Semana de palestras é realizada pelo Juizado de Violência Doméstica em Arapiraca
Na manhã desta terça-feira (21), o 7Segundos foi conferir a realização da Semana de Justiça pela paz em casa, realizada pelo Juizado de Violência Doméstica e Familiar, no município de Arapiraca.
De acordo com Valkiria Malta, Chefe da Secretária do Juizado da Violência Doméstica Familiar de Arapiraca, a ação que começou na última quinta-feira (16), tem como objetivo o combate a violência doméstica, com o tema “Justiça pela paz em casa”, uma campanha que é realizada em todo o Brasil. As atividades que iniciaram no munícipio de Arapiraca, contam com palestras educativas e preventivas, que estão sendo realizadas em algumas escolas.
Segundo a secretária, alguns profissionais da saúde estão presentes no local, orientando sobre o combate de doenças, como também realizando a verificação da pressão arterial. Exames de glicemia e HIV também estão sendo disponibilizados e realizados durante o período do dia 21 ao dia 24 de agosto.

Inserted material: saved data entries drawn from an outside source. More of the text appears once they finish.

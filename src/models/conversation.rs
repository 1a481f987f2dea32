use chrono::{DateTime, Duration, Utc};
use std::fmt;

use crate::models::task::TaskDraft;

/// Identifies one user's dialogue: replies go to `channel_id`, and
/// `user_id` keeps people sharing a channel apart.
#[derive(Debug, Clone, Copy, PartialEq, Eq, Hash)]
pub struct ConversationKey {
    pub channel_id: u64,
    pub user_id: u64,
}

impl ConversationKey {
    pub fn new(channel_id: u64, user_id: u64) -> Self {
        Self {
            channel_id,
            user_id,
        }
    }
}

#[derive(Debug, Clone, Copy, PartialEq, Eq)]
pub enum Step {
    AwaitingTitle,
    AwaitingDescription,
    AwaitingAssignee,
    AwaitingDate,
    AwaitingTime,
}

impl fmt::Display for Step {
    fn fmt(&self, f: &mut fmt::Formatter<'_>) -> fmt::Result {
        let name = match self {
            Step::AwaitingTitle => "awaiting_title",
            Step::AwaitingDescription => "awaiting_description",
            Step::AwaitingAssignee => "awaiting_assignee",
            Step::AwaitingDate => "awaiting_date",
            Step::AwaitingTime => "awaiting_time",
        };
        f.write_str(name)
    }
}

#[derive(Debug, Clone, PartialEq, Eq)]
pub struct ConversationState {
    pub step: Step,
    pub draft: TaskDraft,
    pub last_activity_at: DateTime<Utc>,
}

impl ConversationState {
    pub fn new(now: DateTime<Utc>) -> Self {
        Self {
            step: Step::AwaitingTitle,
            draft: TaskDraft::default(),
            last_activity_at: now,
        }
    }

    pub fn is_expired(&self, now: DateTime<Utc>, ttl: Duration) -> bool {
        now - self.last_activity_at > ttl
    }
}
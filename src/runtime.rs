use std::sync::Arc;

use serenity::model::gateway::GatewayIntents;
use tokio::sync::Mutex;

use crate::cli;
use crate::config::{RunMode, Settings};
use crate::error::{ConfigError, StartupError};
use crate::events::broadcast::TaskBroadcaster;
use crate::handlers::conversation::ConversationDriver;
use crate::handlers::discord::BotHandler;
use crate::handlers::web;
use crate::service::session_store::SessionStore;
use crate::tasks::session_sweeper::run_session_sweeper;
use crate::tasks::task_runner::TaskRunner;

pub async fn run(settings: Settings) -> Result<(), StartupError> {
    let broadcaster = TaskBroadcaster::default();
    let sessions = Arc::new(Mutex::new(SessionStore::new()));
    let driver = ConversationDriver::new(sessions.clone(), broadcaster.clone(), settings.session_ttl);

    let listener = web::bind_viewer_listener(settings.port).await?;
    tracing::info!(port = settings.port, origin = %settings.viewer_origin, "viewer server listening");

    let mut task_runner = TaskRunner::new();
    task_runner.add_task("viewer-server", {
        let routes = web::routes(broadcaster.clone(), settings.viewer_origin.clone());
        move || async move {
            warp::serve(routes).incoming(listener).run().await;
        }
    });
    task_runner.add_task("session-sweeper", {
        let ttl = settings.session_ttl;
        let interval = settings.sweep_interval;
        move || run_session_sweeper(sessions, ttl, interval)
    });
    let _handles = task_runner.start_all();

    match settings.run_mode {
        RunMode::Bot => {
            let token = settings.bot_token.ok_or(ConfigError::Missing {
                key: "DISCORD_BOT_TOKEN",
            })?;
            run_bot(token, driver).await
        }
        RunMode::Console => cli::run_console(driver).await,
    }
}

async fn run_bot(token: String, driver: ConversationDriver) -> Result<(), StartupError> {
    let intents = GatewayIntents::GUILD_MESSAGES
        | GatewayIntents::DIRECT_MESSAGES
        | GatewayIntents::MESSAGE_CONTENT;
    let mut client = serenity::Client::builder(token, intents)
        .event_handler(BotHandler::new(driver))
        .await?;

    client.start().await?;
    Ok(())
}
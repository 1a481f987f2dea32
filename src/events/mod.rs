pub mod broadcast;
#![allow(non_snake_case)]

use std::env;

use clap::Parser;
use taskCalendarBot::cli::Cli;
use taskCalendarBot::config::{AppConfig, Settings};
use taskCalendarBot::error::ConfigError;
use taskCalendarBot::runtime;

const DEFAULT_LOG_FILTER: &str = "taskCalendarBot=info,serenity=warn,warp=info";

#[tokio::main]
async fn main() {
    let env_filter = tracing_subscriber::EnvFilter::try_from_default_env()
        .unwrap_or_else(|_| tracing_subscriber::EnvFilter::new(DEFAULT_LOG_FILTER));
    tracing_subscriber::fmt().with_env_filter(env_filter).init();

    let cli = Cli::parse();
    let settings = match load_settings(&cli) {
        Ok(settings) => settings,
        Err(e) => {
            tracing::error!(error = %e, "invalid configuration");
            std::process::exit(1);
        }
    };

    tracing::info!(mode = ?settings.run_mode, port = settings.port, "starting task calendar bot");
    if let Err(e) = runtime::run(settings).await {
        tracing::error!(error = %e, "bot stopped");
        std::process::exit(1);
    }
}

fn load_settings(cli: &Cli) -> Result<Settings, ConfigError> {
    let config = match &cli.config {
        Some(path) => AppConfig::from_file(path)?,
        None => AppConfig::default(),
    };
    let get_prop = |key: &str| -> Option<String> { config.get(key).or_else(|| env::var(key).ok()) };

    let mut settings = Settings::resolve(get_prop, cli.run_mode())?;
    if let Some(port) = cli.port {
        settings.port = port;
    }
    Ok(settings)
}
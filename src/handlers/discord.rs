use serenity::async_trait;
use serenity::model::channel::Message;
use serenity::model::gateway::Ready;
use serenity::prelude::*;

use crate::handlers::conversation::ConversationDriver;
use crate::handlers::responder::SerenityResponder;
use crate::models::conversation::ConversationKey;

pub struct BotHandler {
    driver: ConversationDriver,
}

impl BotHandler {
    pub fn new(driver: ConversationDriver) -> Self {
        BotHandler { driver }
    }
}

#[async_trait]
impl EventHandler for BotHandler {
    async fn ready(&self, _ctx: Context, ready: Ready) {
        tracing::info!(user = %ready.user.name, "connected to discord");
    }

    async fn message(&self, ctx: Context, msg: Message) {
        if msg.author.bot {
            return;
        }
        let key = ConversationKey::new(msg.channel_id.get(), msg.author.id.get());
        let responder = SerenityResponder::new(ctx.http.clone());
        let outcome = self
            .driver
            .handle_text_with(&responder, key, &msg.content)
            .await;
        tracing::trace!(channel_id = key.channel_id, user_id = key.user_id, ?outcome, "message handled");
    }
}
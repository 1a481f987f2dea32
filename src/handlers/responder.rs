use serenity::async_trait;
use serenity::http::Http;
use serenity::model::id::ChannelId;
use std::sync::Arc;

use crate::error::ReplyError;

/// Outbound side of the chat transport.
#[async_trait]
pub trait ChatResponder: Send + Sync {
    async fn send(&self, channel_id: u64, content: &str) -> Result<(), ReplyError>;
}

pub struct SerenityResponder {
    http: Arc<Http>,
}

impl SerenityResponder {
    pub fn new(http: Arc<Http>) -> Self {
        Self { http }
    }
}

#[async_trait]
impl ChatResponder for SerenityResponder {
    async fn send(&self, channel_id: u64, content: &str) -> Result<(), ReplyError> {
        if channel_id == 0 {
            return Err(ReplyError::Delivery {
                channel_id,
                reason: "channel id must be non-zero".to_string(),
            });
        }
        ChannelId::new(channel_id)
            .say(self.http.as_ref(), content)
            .await
            .map(|_| ())
            .map_err(|e| ReplyError::Delivery {
                channel_id,
                reason: e.to_string(),
            })
    }
}
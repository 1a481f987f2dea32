use chrono::{DateTime, Duration, Utc};
use std::sync::Arc;
use tokio::sync::Mutex;
use tokio::time::sleep;

use crate::service::session_store::SessionStore;

pub async fn run_session_sweeper(
    sessions: Arc<Mutex<SessionStore>>,
    ttl: Duration,
    interval: std::time::Duration,
) {
    loop {
        sleep(interval).await;
        let mut sessions = sessions.lock().await;
        sweep_tick(&mut sessions, Utc::now(), ttl);
    }
}

/// Drops every dialogue idle for longer than `ttl`.
pub fn sweep_tick(sessions: &mut SessionStore, now: DateTime<Utc>, ttl: Duration) -> usize {
    let removed = sessions.expire_stale(now, ttl);
    if removed > 0 {
        tracing::info!(removed, remaining = sessions.len(), "expired abandoned bookings");
    }
    removed
}
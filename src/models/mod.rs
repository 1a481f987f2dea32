pub mod conversation;
pub mod task;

“Este mês nós completamos 12 anos da vigência Lei Maria da Penha, então esta campanha também é voltada para a prevenção, educação da população, de que todos nós temos direito a respeito e a viver sem a violência. Temos que dar um basta na violência, o estado ele disponibiliza um telefone que é o disk 180 para denunciar as violências que ocorrem em nossa vizinhança, não podemos nos calar quando entramos alguém sofrendo alguma violência, tanto tem o telefone 180 como também temos o 190 telefone da polícia militar que sempre vai atender quando tiver algum chamado”, disse a secretária.
A respeito de números, Arapiraca tem um alto número?
Com relação a alto número da violência contra a mulher a secretária comenta, “infelizmente a estatista não tem uma conexão com a realidade dos fatos. Muitas mulheres não denunciam, seja por pressão da família, ou seja, por que tem vergonha, não chegam a fazer a denúncia, e boa parte das que vão denunciar chegam no juizado e tem algumas denúncias e delitos que não podem se retratar da denúncia ofertada na delegacia, tem outras que elas são incondicionadas só o ministério público que podem oferecer denúncia ou não. Nos casos que as vítimas podem se retratar, muitas vezes com medo da família, com represália, elas retiram a queixa do agressor, então o agressor fica impune” disse Valkiria Malta.
Afirma ainda que “Arapiraca já foi tida como a 5ª cidade mais violenta do país, mas hoje já conseguimos com bastante campanhas preventivas, diminuir esses dados, contudo os dados oficiais não são condizentes com a realidade. Sabemos que tem muita violência que não chegam aos órgãos públicos” enfatizou a seccretária.
O que fazer após uma agressão
Quando a mulher é agredida, ela tem que procurar primeiramente uma delegacia, e fazer um Boletim de Ocorrência (BO), e se tiver a necessidade de uma medida protetiva de urgência, com o BO, a vítima vai até o Juizado para fazer a solicitação, o Juiz tem 48 horas para deferir ou não.
Descumprimento da medida protetiva
No caso do descumprimento do agressor, ele será penalizado respondendo por um outro processo criminal, pelo descumprimento da medida protetiva, sendo preso.